■ Prompt ■
Set down each line of the data below exactly.

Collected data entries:
:::

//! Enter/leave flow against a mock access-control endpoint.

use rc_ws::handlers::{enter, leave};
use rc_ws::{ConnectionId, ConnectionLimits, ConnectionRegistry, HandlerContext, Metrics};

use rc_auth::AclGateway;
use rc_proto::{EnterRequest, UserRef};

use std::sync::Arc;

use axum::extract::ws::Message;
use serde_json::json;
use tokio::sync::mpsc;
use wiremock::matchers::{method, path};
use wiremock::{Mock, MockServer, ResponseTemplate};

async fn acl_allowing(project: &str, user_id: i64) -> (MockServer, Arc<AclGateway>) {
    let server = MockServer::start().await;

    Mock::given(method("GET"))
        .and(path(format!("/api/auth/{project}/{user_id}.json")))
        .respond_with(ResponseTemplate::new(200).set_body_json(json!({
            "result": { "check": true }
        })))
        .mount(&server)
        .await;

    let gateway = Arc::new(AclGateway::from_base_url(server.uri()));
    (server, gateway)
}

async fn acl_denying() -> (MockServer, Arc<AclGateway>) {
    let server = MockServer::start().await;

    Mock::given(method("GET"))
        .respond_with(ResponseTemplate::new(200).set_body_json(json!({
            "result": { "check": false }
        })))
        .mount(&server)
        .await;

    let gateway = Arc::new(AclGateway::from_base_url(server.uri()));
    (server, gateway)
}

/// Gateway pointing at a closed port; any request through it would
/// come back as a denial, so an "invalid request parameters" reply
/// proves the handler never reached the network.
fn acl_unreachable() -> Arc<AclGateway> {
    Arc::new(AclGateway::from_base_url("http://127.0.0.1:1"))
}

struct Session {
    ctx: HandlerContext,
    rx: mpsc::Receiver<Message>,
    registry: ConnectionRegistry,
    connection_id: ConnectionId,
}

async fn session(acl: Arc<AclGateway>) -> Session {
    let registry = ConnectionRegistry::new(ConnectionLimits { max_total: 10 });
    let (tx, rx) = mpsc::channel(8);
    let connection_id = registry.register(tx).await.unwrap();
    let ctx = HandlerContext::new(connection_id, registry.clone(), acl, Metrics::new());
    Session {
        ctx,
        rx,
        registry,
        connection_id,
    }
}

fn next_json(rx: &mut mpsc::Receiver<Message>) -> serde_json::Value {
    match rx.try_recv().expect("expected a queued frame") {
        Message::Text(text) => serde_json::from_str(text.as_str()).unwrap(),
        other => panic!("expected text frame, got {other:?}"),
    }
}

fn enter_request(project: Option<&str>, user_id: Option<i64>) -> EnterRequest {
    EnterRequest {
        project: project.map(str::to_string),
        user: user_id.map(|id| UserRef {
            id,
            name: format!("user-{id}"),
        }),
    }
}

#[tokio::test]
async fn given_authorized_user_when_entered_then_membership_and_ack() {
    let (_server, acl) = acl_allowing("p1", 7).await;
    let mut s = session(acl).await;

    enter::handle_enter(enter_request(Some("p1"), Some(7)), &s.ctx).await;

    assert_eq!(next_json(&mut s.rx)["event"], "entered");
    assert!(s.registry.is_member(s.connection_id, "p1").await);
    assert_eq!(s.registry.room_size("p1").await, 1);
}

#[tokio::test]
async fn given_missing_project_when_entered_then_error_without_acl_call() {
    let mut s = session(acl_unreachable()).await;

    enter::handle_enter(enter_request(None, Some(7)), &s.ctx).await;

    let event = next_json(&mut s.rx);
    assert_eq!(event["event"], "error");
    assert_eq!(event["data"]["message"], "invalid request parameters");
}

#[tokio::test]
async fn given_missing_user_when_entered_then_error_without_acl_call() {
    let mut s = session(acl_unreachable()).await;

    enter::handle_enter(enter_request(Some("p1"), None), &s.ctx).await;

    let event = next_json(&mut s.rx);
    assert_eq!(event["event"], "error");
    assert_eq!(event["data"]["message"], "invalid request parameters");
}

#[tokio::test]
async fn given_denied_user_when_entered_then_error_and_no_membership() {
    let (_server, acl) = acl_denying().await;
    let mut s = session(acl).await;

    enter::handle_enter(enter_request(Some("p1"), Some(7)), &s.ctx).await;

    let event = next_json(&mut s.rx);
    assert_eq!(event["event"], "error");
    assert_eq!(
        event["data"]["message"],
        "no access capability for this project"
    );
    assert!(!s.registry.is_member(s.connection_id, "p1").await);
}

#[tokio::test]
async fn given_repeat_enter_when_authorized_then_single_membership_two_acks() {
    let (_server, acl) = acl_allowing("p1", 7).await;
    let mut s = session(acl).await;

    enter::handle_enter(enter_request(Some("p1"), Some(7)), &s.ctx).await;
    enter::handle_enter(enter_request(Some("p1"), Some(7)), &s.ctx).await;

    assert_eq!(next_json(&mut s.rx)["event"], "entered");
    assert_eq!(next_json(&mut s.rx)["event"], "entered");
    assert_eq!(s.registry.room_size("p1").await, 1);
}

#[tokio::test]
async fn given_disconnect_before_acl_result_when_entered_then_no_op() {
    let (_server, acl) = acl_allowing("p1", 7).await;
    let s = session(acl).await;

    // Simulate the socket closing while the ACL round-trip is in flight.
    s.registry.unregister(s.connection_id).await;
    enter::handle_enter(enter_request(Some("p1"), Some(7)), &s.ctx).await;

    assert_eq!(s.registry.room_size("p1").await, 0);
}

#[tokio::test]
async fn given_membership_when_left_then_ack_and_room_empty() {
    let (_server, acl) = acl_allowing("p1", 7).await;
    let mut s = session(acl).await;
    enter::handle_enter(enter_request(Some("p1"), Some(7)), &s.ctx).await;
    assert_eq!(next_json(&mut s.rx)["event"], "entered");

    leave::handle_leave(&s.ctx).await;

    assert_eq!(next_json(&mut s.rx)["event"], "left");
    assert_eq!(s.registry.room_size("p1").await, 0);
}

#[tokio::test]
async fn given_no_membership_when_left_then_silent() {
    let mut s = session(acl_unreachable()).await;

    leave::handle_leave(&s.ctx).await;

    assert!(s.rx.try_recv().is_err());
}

:::

■ Reply to the task ■
//! Enter/leave flow against a mock access-control endpoint.

use rc_ws::handlers::{enter, leave};
use rc_ws::{ConnectionId, ConnectionLimits, ConnectionRegistry, HandlerContext, Metrics};

use rc_auth::AclGateway;
use rc_proto::{EnterRequest, UserRef};

use std::sync::Arc;

use axum::extract::ws::Message;
use serde_json::json;
use tokio::sync::mpsc;
use wiremock::matchers::{method, path};
use wiremock::{Mock, MockServer, ResponseTemplate};

async fn acl_allowing(project: &str, user_id: i64) -> (MockServer, Arc<AclGateway>) {
    let server = MockServer::start().await;

    Mock::given(method("GET"))
        .and(path(format!("/api/auth/{project}/{user_id}.json")))
        .respond_with(ResponseTemplate::new(200).set_body_json(json!({
            "result": { "check": true }
        })))
        .mount(&server)
        .await;

    let gateway = Arc::new(AclGateway::from_base_url(server.uri()));
    (server, gateway)
}

async fn acl_denying() -> (MockServer, Arc<AclGateway>) {
    let server = MockServer::start().await;

    Mock::given(method("GET"))
        .respond_with(ResponseTemplate::new(200).set_body_json(json!({
            "result": { "check": false }
        })))
        .mount(&server)
        .await;

    let gateway = Arc::new(AclGateway::from_base_url(server.uri()));
    (server, gateway)
}

/// Gateway pointing at a closed port; any request through it would
/// come back as a denial, so an "invalid request parameters" reply
/// proves the handler never reached the network.
fn acl_unreachable() -> Arc<AclGateway> {
    Arc::new(AclGateway::from_base_url("http://127.0.0.1:1"))
}

struct Session {
    ctx: HandlerContext,
    rx: mpsc::Receiver<Message>,
    registry: ConnectionRegistry,
    connection_id: ConnectionId,
}

async fn session(acl: Arc<AclGateway>) -> Session {
    let registry = ConnectionRegistry::new(ConnectionLimits { max_total: 10 });
    let (tx, rx) = mpsc::channel(8);
    let connection_id = registry.register(tx).await.unwrap();
    let ctx = HandlerContext::new(connection_id, registry.clone(), acl, Metrics::new());
    Session {
        ctx,
        rx,
        registry,
        connection_id,
    }
}

fn next_json(rx: &mut mpsc::Receiver<Message>) -> serde_json::Value {
    match rx.try_recv().expect("expected a queued frame") {
        Message::Text(text) => serde_json::from_str(text.as_str()).unwrap(),
        other => panic!("expected text frame, got {other:?}"),
    }
}

fn enter_request(project: Option<&str>, user_id: Option<i64>) -> EnterRequest {
    EnterRequest {
        project: project.map(str::to_string),
        user: user_id.map(|id| UserRef {
            id,
            name: format!("user-{id}"),
        }),
    }
}

#[tokio::test]
async fn given_authorized_user_when_entered_then_membership_and_ack() {
    let (_server, acl) = acl_allowing("p1", 7).await;
    let mut s = session(acl).await;

    enter::handle_enter(enter_request(Some("p1"), Some(7)), &s.ctx).await;

    assert_eq!(next_json(&mut s.rx)["event"], "entered");
    assert!(s.registry.is_member(s.connection_id, "p1").await);
    assert_eq!(s.registry.room_size("p1").await, 1);
}

#[tokio::test]
async fn given_missing_project_when_entered_then_error_without_acl_call() {
    let mut s = session(acl_unreachable()).await;

    enter::handle_enter(enter_request(None, Some(7)), &s.ctx).await;

    let event = next_json(&mut s.rx);
    assert_eq!(event["event"], "error");
    assert_eq!(event["data"]["message"], "invalid request parameters");
}

#[tokio::test]
async fn given_missing_user_when_entered_then_error_without_acl_call() {
    let mut s = session(acl_unreachable()).await;

    enter::handle_enter(enter_request(Some("p1"), None), &s.ctx).await;

    let event = next_json(&mut s.rx);
    assert_eq!(event["event"], "error");
    assert_eq!(event["data"]["message"], "invalid request parameters");
}

#[tokio::test]
async fn given_denied_user_when_entered_then_error_and_no_membership() {
    let (_server, acl) = acl_denying().await;
    let mut s = session(acl).await;

    enter::handle_enter(enter_request(Some("p1"), Some(7)), &s.ctx).await;

    let event = next_json(&mut s.rx);
    assert_eq!(event["event"], "error");
    assert_eq!(
        event["data"]["message"],
        "no access capability for this project"
    );
    assert!(!s.registry.is_member(s.connection_id, "p1").await);
}

#[tokio::test]
async fn given_repeat_enter_when_authorized_then_single_membership_two_acks() {
    let (_server, acl) = acl_allowing("p1", 7).await;
    let mut s = session(acl).await;

    enter::handle_enter(enter_request(Some("p1"), Some(7)), &s.ctx).await;
    enter::handle_enter(enter_request(Some("p1"), Some(7)), &s.ctx).await;

    assert_eq!(next_json(&mut s.rx)["event"], "entered");
    assert_eq!(next_json(&mut s.rx)["event"], "entered");
    assert_eq!(s.registry.room_size("p1").await, 1);
}

#[tokio::test]
async fn given_disconnect_before_acl_result_when_entered_then_no_op() {
    let (_server, acl) = acl_allowing("p1", 7).await;
    let s = session(acl).await;

    // Simulate the socket closing while the ACL round-trip is in flight.
    s.registry.unregister(s.connection_id).await;
    enter::handle_enter(enter_request(Some("p1"), Some(7)), &s.ctx).await;

    assert_eq!(s.registry.room_size("p1").await, 0);
}

#[tokio::test]
async fn given_membership_when_left_then_ack_and_room_empty() {
    let (_server, acl) = acl_allowing("p1", 7).await;
    let mut s = session(acl).await;
    enter::handle_enter(enter_request(Some("p1"), Some(7)), &s.ctx).await;
    assert_eq!(next_json(&mut s.rx)["event"], "entered");

    leave::handle_leave(&s.ctx).await;

    assert_eq!(next_json(&mut s.rx)["event"], "left");
    assert_eq!(s.registry.room_size("p1").await, 0);
}

#[tokio::test]
async fn given_no_membership_when_left_then_silent() {
    let mut s = session(acl_unreachable()).await;

    leave::handle_leave(&s.ctx).await;

    assert!(s.rx.try_recv().is_err());
}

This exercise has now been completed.